Let’s look at a few facts. Remember, these are not opinions; they are simply matters of fact.

1. Food and water are not life support.

2. Terri Schiavo is not brain dead, and there is not a medical consensus over her PVS diagnosis.

3. We do not know if Schiavo ever asked to die in this way.

No matter your opinions on this situation, you cannot change the truth. But the media has tried to change the truth. There have been countless fallacious reports claiming that Schiavo is on life support or that she is brain dead, things which are simply not true. And these are not minor points. Removing someone from a respirator is a very different thing from taking away a person’s food and water. In one case, you remove artificial sustenance and allow a person to pass naturally. In the other case, you commit murder.

We can’t be sure that Schiavo asked to die this way, as her “husband” is claiming. So isn’t it better to let her live? She is not on a respirator, nor is Schiavo being kept alive by any other artificial means. Her only crime is her inability to feed herself. Stop and think about that, please. Really think about it. Go to terrisfight.org and watch the videos of Schiavo interacting with her mom. Imagine yourself in the hospital room. Could you remove Schiavo’s feeding tube and watch her slowly starve, all in the name of a “dignified” death?
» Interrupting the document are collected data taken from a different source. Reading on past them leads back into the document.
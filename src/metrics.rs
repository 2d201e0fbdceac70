//! Metrics collection and export for object pools

use std::collections::HashMap;
use std::fmt::Write as _;

/// Point-in-time metrics for a pool
///
/// # Examples
///
/// ```
/// use slot_pool::{ObjectPool, PoolConfiguration};
///
/// let mut pool = ObjectPool::<u32>::new(PoolConfiguration::new().with_initial_capacity(3)).unwrap();
///
/// let handle = pool.borrow().unwrap();
/// let metrics = pool.metrics();
/// assert_eq!(metrics.total_borrowed, 1);
/// assert_eq!(metrics.borrowed_objects, 1);
/// assert_eq!(metrics.capacity, 3);
/// # pool.return_object(handle).unwrap();
/// ```
#[derive(Debug, Clone, PartialEq)]
#[cfg_attr(feature = "serde", derive(serde::Serialize, serde::Deserialize))]
pub struct PoolMetrics {
    /// Total successful borrows
    pub total_borrowed: u64,

    /// Total successful returns
    pub total_returned: u64,

    /// Slots currently borrowed
    pub borrowed_objects: usize,

    /// Slots currently free
    pub available_objects: usize,

    /// Total slots across all blocks
    pub capacity: usize,

    /// Number of blocks allocated
    pub block_count: usize,

    /// Number of times the pool appended a block
    pub growth_events: u64,

    /// Returns rejected as foreign handles or double returns
    pub rejected_returns: u64,

    /// Growth attempts that could not get storage
    pub allocation_failures: u64,

    /// Borrowed share of capacity (0.0 to 1.0)
    pub utilization: f64,
}

impl PoolMetrics {
    /// Export metrics as a HashMap
    pub fn export(&self) -> HashMap<String, String> {
        let mut metrics = HashMap::new();
        metrics.insert("total_borrowed".to_string(), self.total_borrowed.to_string());
        metrics.insert("total_returned".to_string(), self.total_returned.to_string());
        metrics.insert("borrowed_objects".to_string(), self.borrowed_objects.to_string());
        metrics.insert("available_objects".to_string(), self.available_objects.to_string());
        metrics.insert("capacity".to_string(), self.capacity.to_string());
        metrics.insert("block_count".to_string(), self.block_count.to_string());
        metrics.insert("growth_events".to_string(), self.growth_events.to_string());
        metrics.insert("rejected_returns".to_string(), self.rejected_returns.to_string());
        metrics.insert("allocation_failures".to_string(), self.allocation_failures.to_string());
        metrics.insert("utilization".to_string(), format!("{:.2}", self.utilization));
        metrics
    }
}

/// Metrics exporter for Prometheus format
pub struct MetricsExporter;

impl MetricsExporter {
    /// Export metrics in Prometheus exposition format
    ///
    /// # Examples
    ///
    /// ```
    /// use slot_pool::{ObjectPool, PoolConfiguration};
    /// use std::collections::HashMap;
    ///
    /// let pool = ObjectPool::<u8>::new(PoolConfiguration::new().with_initial_capacity(4)).unwrap();
    ///
    /// let mut tags = HashMap::new();
    /// tags.insert("stage".to_string(), "colormap".to_string());
    ///
    /// let output = pool.export_metrics_prometheus("pixels", Some(&tags));
    /// assert!(output.contains("slotpool_capacity{pool=\"pixels\",stage=\"colormap\"} 4"));
    /// ```
    pub fn export_prometheus(
        metrics: &PoolMetrics,
        pool_name: &str,
        tags: Option<&HashMap<String, String>>,
    ) -> String {
        let mut output = String::new();
        let labels = Self::format_labels(pool_name, tags);

        let gauges: [(&str, &str, String); 5] = [
            ("slotpool_objects_borrowed", "Slots currently borrowed", metrics.borrowed_objects.to_string()),
            ("slotpool_objects_available", "Slots currently free", metrics.available_objects.to_string()),
            ("slotpool_capacity", "Total slots across all blocks", metrics.capacity.to_string()),
            ("slotpool_blocks", "Blocks allocated", metrics.block_count.to_string()),
            ("slotpool_utilization", "Borrowed share of capacity", format!("{:.2}", metrics.utilization)),
        ];

        let counters: [(&str, &str, u64); 5] = [
            ("slotpool_borrows_total", "Total successful borrows", metrics.total_borrowed),
            ("slotpool_returns_total", "Total successful returns", metrics.total_returned),
            ("slotpool_growth_events_total", "Blocks appended on demand or by reserve", metrics.growth_events),
            ("slotpool_rejected_returns_total", "Returns rejected as invalid or double", metrics.rejected_returns),
            ("slotpool_allocation_failures_total", "Growth attempts that failed", metrics.allocation_failures),
        ];

        for (name, help, value) in gauges {
            Self::write_metric(&mut output, name, help, "gauge", &labels, &value);
        }

        for (name, help, value) in counters {
            Self::write_metric(&mut output, name, help, "counter", &labels, &value.to_string());
        }

        output
    }

    fn write_metric(output: &mut String, name: &str, help: &str, kind: &str, labels: &str, value: &str) {
        // Writing into a String cannot fail.
        let _ = writeln!(output, "# HELP {name} {help}");
        let _ = writeln!(output, "# TYPE {name} {kind}");
        let _ = writeln!(output, "{name}{{{labels}}} {value}");
    }

    fn format_labels(pool_name: &str, tags: Option<&HashMap<String, String>>) -> String {
        let mut labels = vec![format!("pool=\"{}\"", Self::escape_label_value(pool_name))];

        if let Some(tags) = tags {
            let mut sorted: Vec<_> = tags.iter().collect();
            sorted.sort();
            for (key, value) in sorted {
                labels.push(format!("{}=\"{}\"", key, Self::escape_label_value(value)));
            }
        }

        labels.join(",")
    }

    /// Label values may not contain raw backslashes, quotes or newlines.
    fn escape_label_value(value: &str) -> String {
        let mut escaped = String::with_capacity(value.len());
        for c in value.chars() {
            match c {
                '\\' => escaped.push_str("\\\\"),
                '"' => escaped.push_str("\\\""),
                '\n' => escaped.push_str("\\n"),
                c => escaped.push(c),
            }
        }
        escaped
    }
}

/// Counters maintained by the pool itself.
#[derive(Debug, Default, Clone)]
pub(crate) struct MetricsTracker {
    pub total_borrowed: u64,
    pub total_returned: u64,
    pub growth_events: u64,
    pub rejected_returns: u64,
    pub allocation_failures: u64,
}

impl MetricsTracker {
    pub fn snapshot(
        &self,
        borrowed: usize,
        available: usize,
        capacity: usize,
        block_count: usize,
    ) -> PoolMetrics {
        let utilization = if capacity > 0 {
            borrowed as f64 / capacity as f64
        } else {
            0.0
        };

        PoolMetrics {
            total_borrowed: self.total_borrowed,
            total_returned: self.total_returned,
            borrowed_objects: borrowed,
            available_objects: available,
            capacity,
            block_count,
            growth_events: self.growth_events,
            rejected_returns: self.rejected_returns,
            allocation_failures: self.allocation_failures,
            utilization,
        }
    }
}

#[cfg(test)]
mod tests {
    use super::*;

    #[test]
    fn utilization_of_empty_pool_is_zero() {
        let metrics = MetricsTracker::default().snapshot(0, 0, 0, 0);
        assert_eq!(metrics.utilization, 0.0);
    }

    #[test]
    fn export_contains_every_counter() {
        let tracker = MetricsTracker {
            total_borrowed: 7,
            total_returned: 5,
            growth_events: 2,
            rejected_returns: 1,
            allocation_failures: 0,
        };
        let exported = tracker.snapshot(2, 6, 8, 2).export();

        assert_eq!(exported["total_borrowed"], "7");
        assert_eq!(exported["total_returned"], "5");
        assert_eq!(exported["growth_events"], "2");
        assert_eq!(exported["rejected_returns"], "1");
        assert_eq!(exported["utilization"], "0.25");
        assert_eq!(exported.len(), 10);
    }

    #[test]
    fn prometheus_label_values_are_escaped() {
        let metrics = MetricsTracker::default().snapshot(0, 1, 1, 1);
        let mut tags = HashMap::new();
        tags.insert("path".to_string(), "C:\\tmp \"x\"\nnext".to_string());

        let output = MetricsExporter::export_prometheus(&metrics, "p\"q", Some(&tags));
        assert!(output.contains(r#"slotpool_capacity{pool="p\"q",path="C:\\tmp \"x\"\nnext"} 1"#));
        assert_eq!(output.lines().count(), 30);
    }

    #[test]
    fn prometheus_labels_are_sorted() {
        let metrics = MetricsTracker::default().snapshot(0, 1, 1, 1);
        let mut tags = HashMap::new();
        tags.insert("b".to_string(), "2".to_string());
        tags.insert("a".to_string(), "1".to_string());

        let output = MetricsExporter::export_prometheus(&metrics, "p", Some(&tags));
        assert!(output.contains("slotpool_capacity{pool=\"p\",a=\"1\",b=\"2\"} 1\n"));
        assert!(output.contains("# TYPE slotpool_borrows_total counter\n"));
    }
}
An important question, and one that lies at the very bottom of all of this, is: Can killing a person be morally justified if the person asks to be killed? (The answer is NO!) But even assuming that you think otherwise, it is impossible to justify killing Schiavo when there is such uncertainty about her wishes. Such uncertainty calls for the utmost prudence. Some people think the prudent thing to do is to trust her husband with this decision. But is it? He has a conflict of interest; he stands to gain a hefty inheritance if Schiavo dies now, and he has been living with another woman for 10 years. He will obviously benefit from her death. If it is not prudent to listen to her husband, which voice should we listen to? There has been another voice all along: that of her parents. They will gain nothing but hardship and pain if their daughter survives, yet they want her to live. Why? Because they love her.

Schiavo’s condition isn’t pretty. It’s not easy to see someone confined to a hospital bed and unable to communicate. It’s not fun to confront human suffering. But isn’t it better to face that suffering than to let ourselves succumb to a worldview that treats human beings as products to be discarded when they no longer serve a function? Mother Teresa would walk through Calcutta, picking up the poorest of the poor — people within an inch of death: moaning, filthy, covered in sores. She knew that many of them had no hope of recovering. But she took them into her Home for the Dying, and she gave them her company, fed them and washed their wounds. (This is not a metaphor. She was at their bedside, literally washing their oozing wounds.) Imagine if Mother Teresa had walked by those who were dying on the streets and said, “Their prognosis is poor. It is best that I refuse them food and water so that I will not prolong their undignified lives.”

Mother Teresa understood something that we need (desperately!) to understand: all human life is worth living. You can’t throw people away when they are old, weak or too disabled to speak for themselves. And that is exactly what is happening here: Terri Schiavo is being thrown away by her husband (who stands to gain economically and emotionally from her death) because he decided that she is not functioning as well as she should. If we allow Schiavo to be killed, as we are doing, we are behaving like Nazis.

The Dutch have gone down this road. They started by euthanizing people with terminal illness who requested death. Then they started euthanizing people who just requested death, with or without a terminal illness. Then they started euthanizing people who never requested death, such as those with Alzheimer’s. Now they are euthanizing children under 12, oftentimes without even consulting their parents. Many people, out of fear, now wear bracelets informing doctors not to kill them. Sounds too horrific to be true? Wait 10 years. We are going down the same road. Slippery slope arguments aren’t often convincing. But it happened in Nazi Germany, it is happening in the Netherlands, and it could happen here in the United States. (Don’t be fooled. This is more than an isolated situation. Terri Schiavo’s case will either shape or deform our nation’s conscience.)

Invoking federalism as the greater ideal to be protected is a disordering of priorities. Federalism is not the summum bonum. If the state tells me to do something that I cannot do in good conscience, then I will violate the law. And if Florida says that Schiavo should by killed, our nation cannot in good conscience allow that to happen, regardless of what is considered proper. This isn’t a matter of checks and balances. This is a matter of life or death.

This issue is too important to be one of political fashion. This isn’t about being liberal or conservative. This isn’t about being religious or not. This is about whether we want to become a nation — a world — of killers. Terri Schiavo is being murdered publicly. Are we going to be accomplices in watching silently?

Deborah Bedolla is a sophomore in Calhoun College. She is president of Choose Life at Yale.